TASK TO COMPLETE:
From the records below, output exactly the lines running from the line containing "the file extension" through the line containing "target file extension", and no others.
====== DATA EXCERPTS
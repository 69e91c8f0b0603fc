use std::fs;
use std::path::Path;

use log::warn;
use once_cell::sync::Lazy;
use regex::Regex;

use crate::errors::DocumentError;

// @module: Subtitle document model with SRT and ASS load/save

// @const: SRT timestamp regex
static SRT_TIMESTAMP_REGEX: Lazy<Regex> = Lazy::new(|| {
    Regex::new(r"(\d{2}):(\d{2}):(\d{2}),(\d{3}) --> (\d{2}):(\d{2}):(\d{2}),(\d{3})").unwrap()
});

// @const: ASS override block, e.g. {\an8}{\pos(10,10)}
static OVERRIDE_BLOCK_REGEX: Lazy<Regex> = Lazy::new(|| Regex::new(r"\{[^}]*\}").unwrap());

// @const: Drawing-mode switch inside an override block
static DRAWING_MODE_REGEX: Lazy<Regex> =
    Lazy::new(|| Regex::new(r"\{[^}]*\\p[1-9][^}]*\}").unwrap());

/// Event kind as stored in an ASS file; SRT documents only carry dialogue
#[derive(Debug, Clone, Copy, PartialEq, Eq)]
pub enum LineKind {
    Dialogue,
    Comment,
}

/// On-disk formats the document model can read and write
#[derive(Debug, Clone, Copy, PartialEq, Eq)]
pub enum SubtitleFormat {
    Srt,
    Ass,
}

// @struct: Single timed subtitle line
#[derive(Debug, Clone)]
pub struct SubtitleLine {
    // @field: Start time in ms
    pub start_ms: u64,

    // @field: End time in ms
    pub end_ms: u64,

    // @field: Style tag ("Default" for SRT)
    pub style: String,

    // @field: Line text with \N / \n continuation escapes preserved
    pub text: String,

    // @field: Dialogue or comment
    pub kind: LineKind,
}

impl SubtitleLine {
    pub fn new(start_ms: u64, end_ms: u64, style: &str, text: &str) -> Self {
        SubtitleLine {
            start_ms,
            end_ms,
            style: style.to_string(),
            text: text.to_string(),
            kind: LineKind::Dialogue,
        }
    }

    /// Text with override blocks stripped and continuation escapes spaced out
    pub fn plaintext(&self) -> String {
        let without_tags = OVERRIDE_BLOCK_REGEX.replace_all(&self.text, "");
        without_tags
            .replace(r"\N", " ")
            .replace(r"\n", " ")
            .replace(r"\h", " ")
    }

    /// Whether the line switches into ASS vector-drawing mode
    pub fn is_drawing(&self) -> bool {
        DRAWING_MODE_REGEX.is_match(&self.text)
    }
}

/// An ordered subtitle document. Line order is playback order and survives
/// every transformation; filtering may only remove lines, never reorder.
#[derive(Debug, Clone)]
pub struct SubtitleDocument {
    /// Timed lines in playback order
    pub lines: Vec<SubtitleLine>,

    format: SubtitleFormat,
    // Raw ASS sections retained verbatim for round-trip
    script_info: Vec<String>,
    styles: Vec<String>,
}

impl SubtitleDocument {
    /// Build a document directly from lines (tests and synthetic inputs)
    pub fn from_lines(lines: Vec<SubtitleLine>) -> Self {
        SubtitleDocument {
            lines,
            format: SubtitleFormat::Srt,
            script_info: Vec::new(),
            styles: Vec::new(),
        }
    }

    /// Format the document was loaded from
    pub fn format(&self) -> SubtitleFormat {
        self.format
    }

    /// Load a subtitle document, dispatching on the file extension
    pub fn load<P: AsRef<Path>>(path: P) -> Result<Self, DocumentError> {
        let path = path.as_ref();
        let display = path.display().to_string();

        let content = fs::read_to_string(path).map_err(|e| DocumentError::Io {
            file: display.clone(),
            message: e.to_string(),
        })?;

        match extension_of(path)?.as_str() {
            "srt" => Self::parse_srt(&content, &display),
            "ass" | "ssa" => Self::parse_ass(&content, &display),
            other => Err(DocumentError::UnsupportedFormat(other.to_string())),
        }
    }

    /// Save the document, dispatching on the target file extension
    pub fn save<P: AsRef<Path>>(&self, path: P) -> Result<(), DocumentError> {
        let path = path.as_ref();
        let display = path.display().to_string();

        let content = match extension_of(path)?.as_str() {
            "srt" => self.to_srt_string(),
            "ass" | "ssa" => self.to_ass_string(),
            other => return Err(DocumentError::UnsupportedFormat(other.to_string())),
        };

        fs::write(path, content).map_err(|e| DocumentError::Io {
            file: display,
            message: e.to_string(),
        })
    }

    /// Drop structurally empty and non-subtitle entries: comments, drawing
    /// events, and lines whose plaintext is blank.
    pub fn remove_miscellaneous_lines(&mut self) {
        self.lines.retain(|line| {
            line.kind == LineKind::Dialogue
                && !line.is_drawing()
                && !line.plaintext().trim().is_empty()
        });
    }

    // @parses: SRT content into dialogue lines, physical breaks joined as \N
    fn parse_srt(content: &str, file: &str) -> Result<Self, DocumentError> {
        let mut lines = Vec::new();

        let mut current_times: Option<(u64, u64)> = None;
        let mut current_text = String::new();
        let mut seen_timestamp = false;

        let flush =
            |times: &mut Option<(u64, u64)>, text: &mut String, lines: &mut Vec<SubtitleLine>| {
                if let Some((start_ms, end_ms)) = times.take() {
                    if !text.trim().is_empty() {
                        lines.push(SubtitleLine::new(start_ms, end_ms, "Default", text.trim()));
                    }
                }
                text.clear();
            };

        for raw_line in content.lines() {
            let trimmed = raw_line.trim();

            if trimmed.is_empty() {
                flush(&mut current_times, &mut current_text, &mut lines);
                continue;
            }

            // A bare integer between blocks is a sequence number; discard it
            if current_times.is_none() && trimmed.parse::<u64>().is_ok() {
                continue;
            }

            if let Some(caps) = SRT_TIMESTAMP_REGEX.captures(trimmed) {
                flush(&mut current_times, &mut current_text, &mut lines);
                let start_ms = srt_caps_to_ms(&caps, 1);
                let end_ms = srt_caps_to_ms(&caps, 5);
                current_times = Some((start_ms, end_ms));
                seen_timestamp = true;
                continue;
            }

            if current_times.is_some() {
                if !current_text.is_empty() {
                    current_text.push_str(r"\N");
                }
                current_text.push_str(trimmed);
            }
        }
        flush(&mut current_times, &mut current_text, &mut lines);

        if !seen_timestamp && !content.trim().is_empty() {
            return Err(DocumentError::ParseFailed {
                file: file.to_string(),
                message: "no SRT timing lines found".to_string(),
            });
        }

        Ok(SubtitleDocument {
            lines,
            format: SubtitleFormat::Srt,
            script_info: Vec::new(),
            styles: Vec::new(),
        })
    }

    // @parses: ASS sections; Script Info and Styles kept verbatim
    fn parse_ass(content: &str, file: &str) -> Result<Self, DocumentError> {
        let mut lines = Vec::new();
        let mut script_info = Vec::new();
        let mut styles = Vec::new();

        let mut section = String::new();
        let mut saw_section = false;
        let mut event_format: Option<EventFormat> = None;

        for raw_line in content.lines() {
            let line = raw_line.trim_end_matches('\r');
            let trimmed = line.trim();

            if trimmed.starts_with('[') && trimmed.ends_with(']') {
                section = trimmed[1..trimmed.len() - 1].trim().to_ascii_lowercase();
                saw_section = true;
                continue;
            }

            match section.as_str() {
                "script info" => {
                    if !trimmed.is_empty() {
                        script_info.push(line.to_string());
                    }
                }
                "v4+ styles" | "v4 styles" => {
                    if !trimmed.is_empty() {
                        styles.push(line.to_string());
                    }
                }
                "events" => {
                    if let Some(rest) = trimmed.strip_prefix("Format:") {
                        event_format = Some(EventFormat::parse(rest, file)?);
                    } else if let Some(rest) = trimmed.strip_prefix("Dialogue:") {
                        push_event(&mut lines, &event_format, rest, LineKind::Dialogue, file)?;
                    } else if let Some(rest) = trimmed.strip_prefix("Comment:") {
                        push_event(&mut lines, &event_format, rest, LineKind::Comment, file)?;
                    }
                }
                _ => {}
            }
        }

        if !saw_section {
            return Err(DocumentError::ParseFailed {
                file: file.to_string(),
                message: "no ASS sections found".to_string(),
            });
        }

        Ok(SubtitleDocument {
            lines,
            format: SubtitleFormat::Ass,
            script_info,
            styles,
        })
    }

    fn to_srt_string(&self) -> String {
        let mut out = String::new();
        for (i, line) in self.lines.iter().enumerate() {
            out.push_str(&format!("{}\n", i + 1));
            out.push_str(&format!(
                "{} --> {}\n",
                format_srt_timestamp(line.start_ms),
                format_srt_timestamp(line.end_ms)
            ));
            out.push_str(&line.text.replace(r"\N", "\n").replace(r"\n", "\n"));
            out.push_str("\n\n");
        }
        out
    }

    fn to_ass_string(&self) -> String {
        let mut out = String::new();

        out.push_str("[Script Info]\n");
        if self.script_info.is_empty() {
            out.push_str("ScriptType: v4.00+\nWrapStyle: 0\nScaledBorderAndShadow: yes\n");
        } else {
            for line in &self.script_info {
                out.push_str(line);
                out.push('\n');
            }
        }
        out.push('\n');

        out.push_str("[V4+ Styles]\n");
        if self.styles.is_empty() {
            out.push_str("Format: Name, Fontname, Fontsize, PrimaryColour, SecondaryColour, OutlineColour, BackColour, Bold, Italic, Underline, StrikeOut, ScaleX, ScaleY, Spacing, Angle, BorderStyle, Outline, Shadow, Alignment, MarginL, MarginR, MarginV, Encoding\n");
            out.push_str("Style: Default,Arial,20,&H00FFFFFF,&H000000FF,&H00000000,&H00000000,0,0,0,0,100,100,0,0,1,2,2,2,10,10,10,1\n");
        } else {
            for line in &self.styles {
                out.push_str(line);
                out.push('\n');
            }
        }
        out.push('\n');

        out.push_str("[Events]\n");
        out.push_str("Format: Layer, Start, End, Style, Name, MarginL, MarginR, MarginV, Effect, Text\n");
        for line in &self.lines {
            let keyword = match line.kind {
                LineKind::Dialogue => "Dialogue",
                LineKind::Comment => "Comment",
            };
            out.push_str(&format!(
                "{}: 0,{},{},{},,0,0,0,,{}\n",
                keyword,
                format_ass_timestamp(line.start_ms),
                format_ass_timestamp(line.end_ms),
                line.style,
                line.text
            ));
        }
        out
    }
}

/// Field positions extracted from an `[Events]` Format line
struct EventFormat {
    start: usize,
    end: usize,
    style: usize,
    text: usize,
    field_count: usize,
}

impl EventFormat {
    fn parse(rest: &str, file: &str) -> Result<Self, DocumentError> {
        let fields: Vec<String> = rest
            .split(',')
            .map(|f| f.trim().to_ascii_lowercase())
            .collect();

        let position = |name: &str| {
            fields
                .iter()
                .position(|f| f == name)
                .ok_or_else(|| DocumentError::ParseFailed {
                    file: file.to_string(),
                    message: format!("event format line is missing the {} field", name),
                })
        };

        Ok(EventFormat {
            start: position("start")?,
            end: position("end")?,
            style: position("style")?,
            text: position("text")?,
            field_count: fields.len(),
        })
    }
}

fn push_event(
    lines: &mut Vec<SubtitleLine>,
    format: &Option<EventFormat>,
    rest: &str,
    kind: LineKind,
    file: &str,
) -> Result<(), DocumentError> {
    let Some(format) = format else {
        return Err(DocumentError::ParseFailed {
            file: file.to_string(),
            message: "event line appears before the Format line".to_string(),
        });
    };

    // Text is the last field and may itself contain commas
    let fields: Vec<&str> = rest.splitn(format.field_count, ',').collect();
    if fields.len() < format.field_count {
        warn!("Skipping malformed event line in {}: {}", file, rest.trim());
        return Ok(());
    }

    let (Some(start_ms), Some(end_ms)) = (
        parse_ass_timestamp(fields[format.start].trim()),
        parse_ass_timestamp(fields[format.end].trim()),
    ) else {
        warn!("Skipping event with bad timing in {}: {}", file, rest.trim());
        return Ok(());
    };

    lines.push(SubtitleLine {
        start_ms,
        end_ms,
        style: fields[format.style].trim().to_string(),
        text: fields[format.text].to_string(),
        kind,
    });
    Ok(())
}

fn extension_of(path: &Path) -> Result<String, DocumentError> {
    path.extension()
        .map(|ext| ext.to_string_lossy().to_lowercase())
        .ok_or_else(|| DocumentError::UnsupportedFormat(path.display().to_string()))
}

fn srt_caps_to_ms(caps: &regex::Captures, first_group: usize) -> u64 {
    let part = |i: usize| caps[first_group + i].parse::<u64>().unwrap_or(0);
    part(0) * 3_600_000 + part(1) * 60_000 + part(2) * 1_000 + part(3)
}

/// Format a timestamp in milliseconds to SRT format (HH:MM:SS,mmm)
pub fn format_srt_timestamp(ms: u64) -> String {
    let hours = ms / 3_600_000;
    let minutes = (ms % 3_600_000) / 60_000;
    let seconds = (ms % 60_000) / 1_000;
    let millis = ms % 1_000;

    format!("{:02}:{:02}:{:02},{:03}", hours, minutes, seconds, millis)
}

/// Format a timestamp in milliseconds to ASS format (H:MM:SS.cc)
pub fn format_ass_timestamp(ms: u64) -> String {
    let hours = ms / 3_600_000;
    let minutes = (ms % 3_600_000) / 60_000;
    let seconds = (ms % 60_000) / 1_000;
    let centis = (ms % 1_000) / 10;

    format!("{}:{:02}:{:02}.{:02}", hours, minutes, seconds, centis)
}

/// Parse an ASS H:MM:SS.cc timestamp to milliseconds
pub fn parse_ass_timestamp(timestamp: &str) -> Option<u64> {
    let (clock, centis) = timestamp.rsplit_once('.')?;
    let mut clock_parts = clock.split(':');

    let hours: u64 = clock_parts.next()?.parse().ok()?;
    let minutes: u64 = clock_parts.next()?.parse().ok()?;
    let seconds: u64 = clock_parts.next()?.parse().ok()?;
    if clock_parts.next().is_some() {
        return None;
    }
    let centis: u64 = centis.parse().ok()?;

    Some(hours * 3_600_000 + minutes * 60_000 + seconds * 1_000 + centis * 10)
}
============
WRITTEN ANSWER:
    /// Load a subtitle document, dispatching on the file extension
    pub fn load<P: AsRef<Path>>(path: P) -> Result<Self, DocumentError> {
        let path = path.as_ref();
        let display = path.display().to_string();

        let content = fs::read_to_string(path).map_err(|e| DocumentError::Io {
            file: display.clone(),
            message: e.to_string(),
        })?;

        match extension_of(path)?.as_str() {
            "srt" => Self::parse_srt(&content, &display),
            "ass" | "ssa" => Self::parse_ass(&content, &display),
            other => Err(DocumentError::UnsupportedFormat(other.to_string())),
        }
    }

    /// Save the document, dispatching on the target file extension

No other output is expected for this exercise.